Segment Open
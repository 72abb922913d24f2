use clap::builder::{
	Styles,
	styling::{AnsiColor, Effects},
};

pub const VERSION: &str = env!("CARGO_PKG_VERSION");

pub fn styles() -> Styles {
	Styles::styled()
		.header(AnsiColor::Cyan.on_default() | Effects::BOLD)
		.usage(AnsiColor::Cyan.on_default() | Effects::BOLD)
		.literal(AnsiColor::Magenta.on_default() | Effects::BOLD)
		.placeholder(AnsiColor::Green.on_default())
		.error(AnsiColor::Red.on_default() | Effects::BOLD)
}
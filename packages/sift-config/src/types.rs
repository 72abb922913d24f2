use serde::Deserialize;
use serde_json::{Map, Value};

#[derive(Debug, Clone, Deserialize)]
pub struct Config {
	pub service: Service,
	pub storage: Storage,
	pub providers: Providers,
	pub search: Search,
	pub cache: Cache,
}

#[derive(Debug, Clone, Deserialize)]
pub struct Service {
	pub http_bind: String,
	pub log_level: String,
}

#[derive(Debug, Clone, Deserialize)]
pub struct Storage {
	pub postgres: Postgres,
	pub index: VectorIndex,
}

#[derive(Debug, Clone, Deserialize)]
pub struct Postgres {
	pub dsn: String,
	pub pool_max_conns: u32,
}

#[derive(Debug, Clone, Deserialize)]
pub struct VectorIndex {
	pub vector_dim: u32,
	/// HNSW `ef_search` applied per query, scoped to the query's transaction.
	pub ef_search: u32,
}

#[derive(Debug, Clone, Deserialize)]
pub struct Providers {
	pub embedding: EmbeddingProviderConfig,
	pub llm_ranker: LlmProviderConfig,
}

#[derive(Debug, Clone, Deserialize)]
pub struct EmbeddingProviderConfig {
	pub provider_id: String,
	pub api_base: String,
	#[serde(default)]
	pub api_key: String,
	pub path: String,
	pub model: String,
	pub dimensions: u32,
	pub timeout_ms: u64,
	#[serde(default)]
	pub default_headers: Map<String, Value>,
}

#[derive(Debug, Clone, Deserialize)]
pub struct LlmProviderConfig {
	pub provider_id: String,
	pub api_base: String,
	#[serde(default)]
	pub api_key: String,
	pub path: String,
	pub model: String,
	pub temperature: f32,
	pub timeout_ms: u64,
	#[serde(default)]
	pub default_headers: Map<String, Value>,
}

#[derive(Debug, Clone, Deserialize)]
pub struct Search {
	#[serde(default = "default_top_k")]
	pub default_top_k: u32,
	#[serde(default = "default_max_top_k")]
	pub max_top_k: u32,
	pub similarity_threshold: f32,
	/// End-to-end budget for one search call, covering every provider and storage round-trip.
	#[serde(default = "default_deadline_ms")]
	pub deadline_ms: u64,
}

#[derive(Debug, Clone, Deserialize)]
pub struct Cache {
	pub embedding: CacheBounds,
	pub response: CacheBounds,
}

#[derive(Debug, Clone, Copy, Deserialize)]
pub struct CacheBounds {
	pub max_entries: usize,
	/// Zero disables expiry.
	pub ttl_ms: u64,
}

fn default_top_k() -> u32 {
	5
}

fn default_max_top_k() -> u32 {
	20
}

fn default_deadline_ms() -> u64 {
	12_000
}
Segment Closed
Throughout the data above, copy all lines where the word "CacheBounds" is found.

	pub embedding: CacheBounds,
	pub response: CacheBounds,
pub struct CacheBounds {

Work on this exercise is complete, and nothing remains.